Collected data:
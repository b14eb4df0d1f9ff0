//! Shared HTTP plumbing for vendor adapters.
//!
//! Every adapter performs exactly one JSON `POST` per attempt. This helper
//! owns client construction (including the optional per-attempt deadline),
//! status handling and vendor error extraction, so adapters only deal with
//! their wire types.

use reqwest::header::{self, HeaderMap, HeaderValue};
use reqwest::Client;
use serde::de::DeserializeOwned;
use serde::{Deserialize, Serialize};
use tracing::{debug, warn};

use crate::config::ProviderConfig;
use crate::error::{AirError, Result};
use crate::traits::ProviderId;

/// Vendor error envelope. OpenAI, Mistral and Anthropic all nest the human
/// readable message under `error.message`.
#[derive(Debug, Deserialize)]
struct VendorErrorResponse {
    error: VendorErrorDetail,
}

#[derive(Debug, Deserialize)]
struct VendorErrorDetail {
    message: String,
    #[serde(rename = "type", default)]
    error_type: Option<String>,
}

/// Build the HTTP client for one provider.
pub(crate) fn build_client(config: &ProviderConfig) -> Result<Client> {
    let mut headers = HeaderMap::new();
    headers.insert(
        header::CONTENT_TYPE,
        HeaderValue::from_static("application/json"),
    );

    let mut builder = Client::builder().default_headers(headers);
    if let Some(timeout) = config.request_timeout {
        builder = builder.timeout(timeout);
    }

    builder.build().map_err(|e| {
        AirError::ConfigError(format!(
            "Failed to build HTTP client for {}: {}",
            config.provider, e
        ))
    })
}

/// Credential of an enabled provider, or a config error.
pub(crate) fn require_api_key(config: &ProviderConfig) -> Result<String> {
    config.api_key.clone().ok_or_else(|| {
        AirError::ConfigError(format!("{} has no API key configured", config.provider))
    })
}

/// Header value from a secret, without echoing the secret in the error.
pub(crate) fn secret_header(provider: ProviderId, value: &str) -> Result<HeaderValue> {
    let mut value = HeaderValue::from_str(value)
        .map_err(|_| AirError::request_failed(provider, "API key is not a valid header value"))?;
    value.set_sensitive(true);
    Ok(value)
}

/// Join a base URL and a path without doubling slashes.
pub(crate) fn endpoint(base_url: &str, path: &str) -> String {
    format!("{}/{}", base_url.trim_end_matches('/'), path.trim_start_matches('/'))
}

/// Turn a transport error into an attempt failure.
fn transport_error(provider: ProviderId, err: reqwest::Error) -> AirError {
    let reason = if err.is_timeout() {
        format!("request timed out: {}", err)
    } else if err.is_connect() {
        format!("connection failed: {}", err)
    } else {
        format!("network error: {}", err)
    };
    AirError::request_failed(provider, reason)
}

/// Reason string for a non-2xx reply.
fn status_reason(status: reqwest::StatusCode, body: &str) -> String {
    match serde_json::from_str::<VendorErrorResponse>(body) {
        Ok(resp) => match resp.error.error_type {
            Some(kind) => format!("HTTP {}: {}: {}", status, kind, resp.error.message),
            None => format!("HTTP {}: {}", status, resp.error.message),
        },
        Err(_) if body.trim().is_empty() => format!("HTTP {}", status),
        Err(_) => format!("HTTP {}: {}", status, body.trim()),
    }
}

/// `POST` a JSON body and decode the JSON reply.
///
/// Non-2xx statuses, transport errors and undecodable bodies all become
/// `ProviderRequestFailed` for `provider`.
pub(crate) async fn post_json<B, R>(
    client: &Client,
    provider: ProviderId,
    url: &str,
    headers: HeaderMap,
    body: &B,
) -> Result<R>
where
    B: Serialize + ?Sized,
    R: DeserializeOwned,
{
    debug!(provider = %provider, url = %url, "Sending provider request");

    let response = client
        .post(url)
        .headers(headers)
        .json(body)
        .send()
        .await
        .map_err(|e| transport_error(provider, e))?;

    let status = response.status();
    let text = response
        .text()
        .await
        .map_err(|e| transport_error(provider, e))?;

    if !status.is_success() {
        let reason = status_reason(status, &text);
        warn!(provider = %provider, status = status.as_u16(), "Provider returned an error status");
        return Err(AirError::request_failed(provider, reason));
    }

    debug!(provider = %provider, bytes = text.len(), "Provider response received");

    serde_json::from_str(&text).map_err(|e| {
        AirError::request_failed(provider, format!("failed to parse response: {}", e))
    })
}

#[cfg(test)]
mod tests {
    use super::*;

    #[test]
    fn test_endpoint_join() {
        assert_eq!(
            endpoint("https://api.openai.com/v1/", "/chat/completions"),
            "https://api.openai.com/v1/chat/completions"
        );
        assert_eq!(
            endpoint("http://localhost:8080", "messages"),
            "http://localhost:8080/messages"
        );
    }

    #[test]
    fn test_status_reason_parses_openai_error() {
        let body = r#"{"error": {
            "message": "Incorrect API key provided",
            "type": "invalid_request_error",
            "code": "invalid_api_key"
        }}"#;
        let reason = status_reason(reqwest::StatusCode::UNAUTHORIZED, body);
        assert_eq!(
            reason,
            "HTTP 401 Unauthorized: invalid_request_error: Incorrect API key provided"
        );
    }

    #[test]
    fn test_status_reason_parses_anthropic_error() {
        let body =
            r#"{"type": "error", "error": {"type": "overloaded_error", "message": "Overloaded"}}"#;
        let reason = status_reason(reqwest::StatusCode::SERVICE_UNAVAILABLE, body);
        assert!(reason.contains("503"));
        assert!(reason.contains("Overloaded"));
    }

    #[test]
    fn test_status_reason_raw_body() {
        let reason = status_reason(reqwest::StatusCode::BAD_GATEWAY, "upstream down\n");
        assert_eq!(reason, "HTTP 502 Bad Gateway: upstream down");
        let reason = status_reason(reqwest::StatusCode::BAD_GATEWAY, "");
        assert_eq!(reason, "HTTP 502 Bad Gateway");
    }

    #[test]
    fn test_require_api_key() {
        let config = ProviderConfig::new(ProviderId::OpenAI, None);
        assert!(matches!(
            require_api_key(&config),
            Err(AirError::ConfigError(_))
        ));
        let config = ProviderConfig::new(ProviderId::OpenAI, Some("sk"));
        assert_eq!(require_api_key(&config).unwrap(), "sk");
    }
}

...

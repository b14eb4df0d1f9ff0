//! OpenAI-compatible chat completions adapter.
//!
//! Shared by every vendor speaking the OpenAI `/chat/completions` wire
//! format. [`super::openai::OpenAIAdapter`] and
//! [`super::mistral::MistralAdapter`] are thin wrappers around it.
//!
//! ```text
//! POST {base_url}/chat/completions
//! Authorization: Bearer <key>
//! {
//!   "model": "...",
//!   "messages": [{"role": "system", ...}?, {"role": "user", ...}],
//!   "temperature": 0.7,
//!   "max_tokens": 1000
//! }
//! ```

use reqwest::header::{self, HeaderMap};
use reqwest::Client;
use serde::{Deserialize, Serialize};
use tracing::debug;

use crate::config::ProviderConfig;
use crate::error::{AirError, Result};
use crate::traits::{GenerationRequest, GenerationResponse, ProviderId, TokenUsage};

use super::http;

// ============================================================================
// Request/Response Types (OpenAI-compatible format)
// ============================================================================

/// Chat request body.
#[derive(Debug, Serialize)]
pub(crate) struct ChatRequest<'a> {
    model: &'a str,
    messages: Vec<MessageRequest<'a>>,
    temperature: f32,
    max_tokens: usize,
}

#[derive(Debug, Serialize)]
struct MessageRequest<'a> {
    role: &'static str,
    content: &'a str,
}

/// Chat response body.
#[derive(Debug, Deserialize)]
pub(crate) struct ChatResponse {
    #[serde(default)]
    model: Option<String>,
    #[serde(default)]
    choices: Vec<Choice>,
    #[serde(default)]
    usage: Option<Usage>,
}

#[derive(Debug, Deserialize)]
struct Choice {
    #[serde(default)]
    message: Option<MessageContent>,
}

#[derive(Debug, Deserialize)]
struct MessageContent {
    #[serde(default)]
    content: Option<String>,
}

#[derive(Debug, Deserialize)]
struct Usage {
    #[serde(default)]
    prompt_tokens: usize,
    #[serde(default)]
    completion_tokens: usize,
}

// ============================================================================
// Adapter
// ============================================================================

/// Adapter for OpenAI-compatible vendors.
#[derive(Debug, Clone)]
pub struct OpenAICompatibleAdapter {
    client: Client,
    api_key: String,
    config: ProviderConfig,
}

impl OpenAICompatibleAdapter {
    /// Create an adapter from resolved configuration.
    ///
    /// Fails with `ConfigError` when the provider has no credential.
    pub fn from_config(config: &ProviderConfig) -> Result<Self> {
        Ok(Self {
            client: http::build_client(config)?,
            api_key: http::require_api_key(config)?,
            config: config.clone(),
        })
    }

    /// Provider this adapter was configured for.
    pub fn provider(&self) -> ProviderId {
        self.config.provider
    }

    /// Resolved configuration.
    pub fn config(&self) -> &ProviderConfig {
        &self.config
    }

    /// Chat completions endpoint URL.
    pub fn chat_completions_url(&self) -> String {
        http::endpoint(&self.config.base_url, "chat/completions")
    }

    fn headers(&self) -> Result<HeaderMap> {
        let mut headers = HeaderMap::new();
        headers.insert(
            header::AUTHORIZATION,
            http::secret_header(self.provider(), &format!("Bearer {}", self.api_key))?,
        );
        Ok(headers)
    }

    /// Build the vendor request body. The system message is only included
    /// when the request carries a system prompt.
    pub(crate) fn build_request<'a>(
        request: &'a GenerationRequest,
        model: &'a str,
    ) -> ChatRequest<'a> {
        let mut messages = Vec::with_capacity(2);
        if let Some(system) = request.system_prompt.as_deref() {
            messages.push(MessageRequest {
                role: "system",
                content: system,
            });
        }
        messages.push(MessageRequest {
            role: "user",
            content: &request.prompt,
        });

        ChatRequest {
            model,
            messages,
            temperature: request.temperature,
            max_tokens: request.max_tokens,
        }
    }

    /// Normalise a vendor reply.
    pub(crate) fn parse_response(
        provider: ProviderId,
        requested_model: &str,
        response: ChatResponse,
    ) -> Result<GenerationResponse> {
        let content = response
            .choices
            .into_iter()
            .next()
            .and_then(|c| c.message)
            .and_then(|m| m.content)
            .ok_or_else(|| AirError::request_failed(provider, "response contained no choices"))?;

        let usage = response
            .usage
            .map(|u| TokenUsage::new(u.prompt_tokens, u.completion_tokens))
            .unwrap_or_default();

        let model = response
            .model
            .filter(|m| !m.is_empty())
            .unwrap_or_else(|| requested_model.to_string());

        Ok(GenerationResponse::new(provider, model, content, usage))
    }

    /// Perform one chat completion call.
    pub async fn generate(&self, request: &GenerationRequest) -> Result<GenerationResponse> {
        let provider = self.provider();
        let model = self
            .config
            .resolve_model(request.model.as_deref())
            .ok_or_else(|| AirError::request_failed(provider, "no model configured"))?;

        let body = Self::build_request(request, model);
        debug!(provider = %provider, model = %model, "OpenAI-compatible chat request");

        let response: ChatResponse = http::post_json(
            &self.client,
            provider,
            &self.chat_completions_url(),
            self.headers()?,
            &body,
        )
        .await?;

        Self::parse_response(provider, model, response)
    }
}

◆ **WORK INSTRUCTIONS**: Note every line above where the string "provided" shows up, and copy those lines.

◆ **EXERCISE SOLUTION**:
            "message": "Incorrect API key provided",
            "HTTP 401 Unauthorized: invalid_request_error: Incorrect API key provided"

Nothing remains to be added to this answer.